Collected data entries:
*** Begin section ***

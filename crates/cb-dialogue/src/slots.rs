//! Free-slot suggestions around existing conflicts.

use cb_protocol::Conflict;
use chrono::{Duration, NaiveDate, NaiveDateTime, NaiveTime};

/// First and last hour (exclusive) scanned for 1-hour slots.
pub const SLOT_DAY_START: u32 = 9;
pub const SLOT_DAY_END: u32 = 18;

/// Free 1-hour slot starts on `date` between 09:00 and 18:00.
pub fn free_slots(date: NaiveDate, conflicts: &[Conflict]) -> Vec<NaiveDateTime> {
    (SLOT_DAY_START..SLOT_DAY_END)
        .filter_map(|hour| NaiveTime::from_hms_opt(hour, 0, 0))
        .map(|time| date.and_time(time))
        .filter(|start| {
            let end = *start + Duration::hours(1);
            !conflicts.iter().any(|c| c.overlaps(*start, end))
        })
        .collect()
}

#[cfg(test)]
mod tests {
    use super::*;

    fn at(h: u32, m: u32) -> NaiveDateTime {
        NaiveDate::from_ymd_opt(2026, 10, 22)
            .unwrap()
            .and_hms_opt(h, m, 0)
            .unwrap()
    }

    fn conflict(start: NaiveDateTime, end: NaiveDateTime) -> Conflict {
        Conflict {
            title: "busy".into(),
            start,
            end,
        }
    }

    #[test]
    fn no_conflicts_gives_nine_slots() {
        let slots = free_slots(at(0, 0).date(), &[]);
        assert_eq!(slots.len(), 9);
        assert_eq!(slots[0], at(9, 0));
        assert_eq!(slots[8], at(17, 0));
    }

    #[test]
    fn afternoon_conflict_excludes_touched_hours() {
        let slots = free_slots(at(0, 0).date(), &[conflict(at(14, 30), at(15, 30))]);
        assert!(!slots.contains(&at(14, 0)));
        assert!(!slots.contains(&at(15, 0)));
        assert!(slots.contains(&at(13, 0)));
        assert!(slots.contains(&at(16, 0)));
        assert_eq!(slots.len(), 7);
    }

    #[test]
    fn touching_boundaries_are_free() {
        let slots = free_slots(at(0, 0).date(), &[conflict(at(10, 0), at(11, 0))]);
        assert!(slots.contains(&at(9, 0)));
        assert!(!slots.contains(&at(10, 0)));
        assert!(slots.contains(&at(11, 0)));
    }

    #[test]
    fn fully_booked_day() {
        assert!(free_slots(at(0, 0).date(), &[conflict(at(8, 0), at(19, 0))]).is_empty());
    }
}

*** End section ***

- TASK INSTRUCTIONS: All of the entries must be printed again exactly as given.

- ANSWER BOX:
filename crates/cb-dialogue/src/slots.rs
//! Free-slot suggestions around existing conflicts.

use cb_protocol::Conflict;
use chrono::{Duration, NaiveDate, NaiveDateTime, NaiveTime};

/// First and last hour (exclusive) scanned for 1-hour slots.
pub const SLOT_DAY_START: u32 = 9;
pub const SLOT_DAY_END: u32 = 18;

/// Free 1-hour slot starts on `date` between 09:00 and 18:00.
pub fn free_slots(date: NaiveDate, conflicts: &[Conflict]) -> Vec<NaiveDateTime> {
    (SLOT_DAY_START..SLOT_DAY_END)
        .filter_map(|hour| NaiveTime::from_hms_opt(hour, 0, 0))
        .map(|time| date.and_time(time))
        .filter(|start| {
            let end = *start + Duration::hours(1);
            !conflicts.iter().any(|c| c.overlaps(*start, end))
        })
        .collect()
}

#[cfg(test)]
mod tests {
    use super::*;

    fn at(h: u32, m: u32) -> NaiveDateTime {
        NaiveDate::from_ymd_opt(2026, 10, 22)
            .unwrap()
            .and_hms_opt(h, m, 0)
            .unwrap()
    }

    fn conflict(start: NaiveDateTime, end: NaiveDateTime) -> Conflict {
        Conflict {
            title: "busy".into(),
            start,
            end,
        }
    }

    #[test]
    fn no_conflicts_gives_nine_slots() {
        let slots = free_slots(at(0, 0).date(), &[]);
        assert_eq!(slots.len(), 9);
        assert_eq!(slots[0], at(9, 0));
        assert_eq!(slots[8], at(17, 0));
    }

    #[test]
    fn afternoon_conflict_excludes_touched_hours() {
        let slots = free_slots(at(0, 0).date(), &[conflict(at(14, 30), at(15, 30))]);
        assert!(!slots.contains(&at(14, 0)));
        assert!(!slots.contains(&at(15, 0)));
        assert!(slots.contains(&at(13, 0)));
        assert!(slots.contains(&at(16, 0)));
        assert_eq!(slots.len(), 7);
    }

    #[test]
    fn touching_boundaries_are_free() {
        let slots = free_slots(at(0, 0).date(), &[conflict(at(10, 0), at(11, 0))]);
        assert!(slots.contains(&at(9, 0)));
        assert!(!slots.contains(&at(10, 0)));
        assert!(slots.contains(&at(11, 0)));
    }

    #[test]
    fn fully_booked_day() {
        assert!(free_slots(at(0, 0).date(), &[conflict(at(8, 0), at(19, 0))]).is_empty());
    }
}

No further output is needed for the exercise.